Um dia ainda escreverei um texto inteiro sobre a arte da arrumar malas. Por enquanto, deixo este aqui, do Amarar, que tá bem bacana :-)
"As Malas e Nossa Maturidade
Há anos que tento o impossível: fazer a mala com estilo, eficiência e eficácia. Já nem penso em elegância, pois esse é o estágio supremo da perfeição na arte de preparação das malas. Sempre foi um martírio e o fracasso na empreitada representava um aborrecimento perturbante. Porque fazer as malas exige não só um alto grau de organização. É preciso também um pouco de paciência, um traquejo manual e, sobretudo, um senso acurado de importância das coisas. Ou seja, o fulano que faz bem a mala está pronto pra vida civil e todos seus discretos desafios. Pois a preparação da mala é, necessariamente, um ato de engajamento. Você precisa fazer escolhas a toda hora, renunciando às leviandades. Levo essa segunda camisa pólo ou deixo espaço pra camiseta branca da Hering? Levo a calça jeans ou ou só vou de social? E aquela meia de corrida? Vou precisar de 4 mesmo ou não vou correr sequer um dia e me afogar nos drinks do fim da tarde?
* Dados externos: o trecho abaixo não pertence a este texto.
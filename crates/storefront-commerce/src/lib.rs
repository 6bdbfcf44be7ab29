//! Cart, pricing and checkout engine for a client-side storefront.
//!
//! - **Catalog**: product records, the validated catalog, and async sources to load it
//! - **Cart**: the cart engine (pure and in-place forms) and the pricing calculator
//! - **Checkout**: the two-step checkout state machine, forms, order confirmation
//! - **Browse**: category filters, sort orders and pagination
//! - **Storefront**: the single owner of cart and checkout, with change notifications
//!
//! # Example
//!
//! ```rust
//! use storefront_commerce::prelude::*;
//!
//! let catalog = Catalog::new(vec![
//!     Product::new("1", "Desk Lamp", Money::from_major(20)),
//! ])
//! .unwrap();
//!
//! let mut store = Storefront::new(catalog, PricingConfig::default());
//! store.add_product(&ProductId::new("1")).unwrap();
//! store.add_product(&ProductId::new("1")).unwrap();
//!
//! let breakdown = store.breakdown();
//! assert_eq!(breakdown.subtotal.display(), "$40.00");
//! assert_eq!(breakdown.total.display(), "$58.20");
//! ```

pub mod error;
pub mod ids;
pub mod money;

pub mod browse;
pub mod cart;
pub mod catalog;
pub mod checkout;
pub mod config;
pub mod storefront;

pub use error::{CatalogError, CommerceError};
pub use ids::*;
pub use money::Money;
pub use storefront::{CartSnapshot, SharedStorefront, Storefront};

/// Prelude for convenient imports.
pub mod prelude {
    pub use crate::error::{CatalogError, CommerceError};
    pub use crate::ids::*;
    pub use crate::money::Money;

    // Catalog
    pub use crate::catalog::{
        load_catalog, parse_catalog, Catalog, CatalogPayload, CatalogSource, FileCatalogSource,
        Product, StaticCatalogSource,
    };

    // Cart
    pub use crate::cart::{
        add_to_cart, clear_cart, compute_breakdown, remove_from_cart, update_quantity, Cart,
        LineItem, PricingBreakdown, PricingConfig,
    };

    // Checkout
    pub use crate::checkout::{
        CheckoutEvent, CheckoutSession, CheckoutState, CheckoutStep, CheckoutView,
        OrderConfirmation, PaymentForm, ShippingForm,
    };

    // Browse
    pub use crate::browse::{BrowseQuery, BrowseResults, Filter, Pagination, PriceBand, SortOption};

    pub use crate::config::StorefrontConfig;
    pub use crate::storefront::{CartSnapshot, SharedStorefront, Storefront};
}
//! Product catalog module.
//!
//! Contains the product record, the validated catalog, and the sources and
//! loader that build it.

mod loader;
mod product;
mod source;
mod store;

pub use loader::{load_catalog, parse_catalog};
pub use product::Product;
#[cfg(feature = "http")]
pub use source::HttpCatalogSource;
pub use source::{CatalogPayload, CatalogSource, FileCatalogSource, StaticCatalogSource};
pub use store::Catalog;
Mais do que uma frescura estética, é quase um ato de estadista, ao admitir que certas atividades não serão cumpridas e não adianta levar o tênis de corrida, na expectativa do cumprimento da agenda esportiva pois, admita, ela não será cumprida. Ao menos naquela viagem.
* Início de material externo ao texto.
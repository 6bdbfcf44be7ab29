//! Observability for the storefront engine.
//!
//! This crate provides:
//! - `LogConfig` / `init_logging` - `tracing` subscriber setup (human or JSON)
//! - `session_span` - A span that tags events with the shopper session id

mod logging;
mod span;

pub use logging::*;
pub use span::*;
Mas cada viagem é um diferente desafio. O fim de semana no campo requer um senso apurado de escolhas. Levar cinco camisas por estar na dúvida revela um alto grau de postergação do maleiro. O desafio inicial, portanto, é fazer um corte de itens básicos. Se passar esta etapa, é possível afirmar que este é um indivíduo pró-ativo e tende a tomar decisões incisivas. O tempo na escolha dos itens também revelará traços importantes de comportamento. Se mais de um minuto se passar entre as escolhas da camisa, há grandes chances de esse ser nunca virar CEO de alguma empresa. Se, porém, estiver em dúvidas de comportamento sexual, estará desculpado e até mesmo 3 minutos pras camisas será aceitável.
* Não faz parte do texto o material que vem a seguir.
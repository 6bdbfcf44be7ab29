//! Browse results and pagination.

use serde::Serialize;

/// Pagination info.
#[derive(Debug, Clone, Copy, Serialize, PartialEq, Eq)]
pub struct Pagination {
    /// Current page (1-indexed), clamped into `1..=total_pages`.
    pub page: usize,
    /// Items per page.
    pub per_page: usize,
    /// Total number of matching items.
    pub total: usize,
    /// Total number of pages, at least 1.
    pub total_pages: usize,
    /// Whether there's a next page.
    pub has_next: bool,
    /// Whether there's a previous page.
    pub has_prev: bool,
}

impl Pagination {
    /// Create pagination info, clamping `page` into range.
    pub fn new(page: usize, per_page: usize, total: usize) -> Self {
        let per_page = per_page.max(1);
        let total_pages = total.div_ceil(per_page).max(1);
        let page = page.clamp(1, total_pages);

        Self {
            page,
            per_page,
            total,
            total_pages,
            has_next: page < total_pages,
            has_prev: page > 1,
        }
    }

    /// Index of the first item on this page.
    pub fn offset(&self) -> usize {
        (self.page - 1) * self.per_page
    }

    /// Get page numbers for display (e.g., [3, 4, 5, 6, 7]).
    pub fn page_numbers(&self, max_visible: usize) -> Vec<usize> {
        if self.total_pages <= max_visible {
            return (1..=self.total_pages).collect();
        }
        if max_visible == 0 {
            return Vec::new();
        }

        let half = max_visible / 2;
        let start = self.page.saturating_sub(half).max(1);
        let end = (start + max_visible - 1).min(self.total_pages);
        let start = (end + 1).saturating_sub(max_visible).max(1);

        (start..=end).collect()
    }

    /// Check if on first page.
    pub fn is_first(&self) -> bool {
        self.page == 1
    }

    /// Check if on last page.
    pub fn is_last(&self) -> bool {
        self.page >= self.total_pages
    }

    /// Get start item number (1-indexed), 0 when there are no items.
    pub fn start_item(&self) -> usize {
        if self.total == 0 {
            0
        } else {
            self.offset() + 1
        }
    }

    /// Get end item number.
    pub fn end_item(&self) -> usize {
        (self.page * self.per_page).min(self.total)
    }
}

impl Default for Pagination {
    fn default() -> Self {
        Self::new(1, crate::browse::DEFAULT_PER_PAGE, 0)
    }
}

/// One page of browse results.
#[derive(Debug, Clone, Serialize)]
pub struct BrowseResults<T> {
    /// The items on this page.
    pub items: Vec<T>,
    /// Pagination info.
    pub pagination: Pagination,
}

impl<T> BrowseResults<T> {
    /// Create new results.
    pub fn new(items: Vec<T>, pagination: Pagination) -> Self {
        Self { items, pagination }
    }

    /// Create empty results.
    pub fn empty() -> Self {
        Self::new(Vec::new(), Pagination::default())
    }

    /// Check if empty.
    pub fn is_empty(&self) -> bool {
        self.items.is_empty()
    }

    /// Get number of items in this page.
    pub fn len(&self) -> usize {
        self.items.len()
    }
}

#[cfg(test)]
mod tests {
    use super::*;

    #[test]
    fn test_pagination_basics() {
        let p = Pagination::new(2, 10, 45);
        assert_eq!(p.total_pages, 5);
        assert!(p.has_next);
        assert!(p.has_prev);
        assert_eq!(p.offset(), 10);
    }

    #[test]
    fn test_pagination_last_page() {
        let p = Pagination::new(5, 10, 45);
        assert!(p.has_prev);
        assert!(!p.has_next);
        assert!(p.is_last());
        assert_eq!(p.end_item(), 45);
    }

    #[test]
    fn test_pagination_clamps_page() {
        assert_eq!(Pagination::new(0, 10, 45).page, 1);
        assert_eq!(Pagination::new(99, 10, 45).page, 5);
    }

    #[test]
    fn test_pagination_empty() {
        let p = Pagination::new(3, 12, 0);
        assert_eq!(p.total_pages, 1);
        assert_eq!(p.page, 1);
        assert!(p.is_first() && p.is_last());
        assert_eq!(p.start_item(), 0);
        assert_eq!(p.end_item(), 0);
    }

    #[test]
    fn test_pagination_page_numbers() {
        let p = Pagination::new(5, 10, 100);
        assert_eq!(p.page_numbers(5), vec![3, 4, 5, 6, 7]);

        let first = Pagination::new(1, 10, 100);
        assert_eq!(first.page_numbers(5), vec![1, 2, 3, 4, 5]);

        let last = Pagination::new(10, 10, 100);
        assert_eq!(last.page_numbers(5), vec![6, 7, 8, 9, 10]);
    }

    #[test]
    fn test_pagination_item_range() {
        let p = Pagination::new(2, 10, 45);
        assert_eq!(p.start_item(), 11);
        assert_eq!(p.end_item(), 20);
    }

    #[test]
    fn test_browse_results() {
        let results = BrowseResults::new(vec![1, 2, 3], Pagination::new(1, 10, 3));
        assert_eq!(results.len(), 3);
        assert!(!results.is_empty());
        assert!(BrowseResults::<u8>::empty().is_empty());
    }
}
A mala na praia é a do tipo mais fácil. Aqui, mais do que 5 minutos na preparação revela sérios distúrbios de personalidade. É preciso dar descontos às mulheres, onde o cronômetro deve ser interrompido na parte da escolha dos cremes. De volta aos itens básicos, o cronômetro deve rodar sem perdão.
Viagens mais longas, daquelas do tipo 2 ou 3 semanas na Ásia estão entre as mais difícieis. O fulano não só precisará de todo senso apurado de escolhas, como também necessitará dos traquejos manuais. Mala desarrumada, ainda que entulhada com os ítens corretos, invalida toda pré-seleção de peças bem escolhidas. O fulano é bem prático, mas não tem poder de finalização, deixando o acabamento de lado. Há traços de engenheiro na personalidade.
Mas o pior de todas são as viagens longas, aquelas de um ano e de mudança de território. Essas equivalem ao vestibular para o estágio adulto. O fulano precisa não só separar tudo, prevendo mudanças climáticas e alterações de humor, como também tem que encaixar toda uma vida num saco com rodinhas. Contêiner não vale. Colocar tudo num caixotão e despachar por navio, embora ganhe pontos em praticidade, revela a desistência diante do desafio das escolhas e um apego quase religioso aos bens materiais. O indivíduo não consegue, sem um aperto no coração, se livrar de peças de jogo de botão soltas no fundo da gaveta. Manda empacotar tudo.
Não é à toa que malas são feitas com muito maior competência por mulheres. E não se caia na justificativa fácil de que "isso é coisa de mulher". Mentira. As moças levam a melhor porque são naturalmente precoces. Amadurecem mais rápido.
Quanto a mim, não tenho dúvidas. Quando combinar em três malas, muito bem dispostas, anos de moradia (os livros não contam), estarei um homem maduro.
Por enquanto, ainda preciso de quatro valises."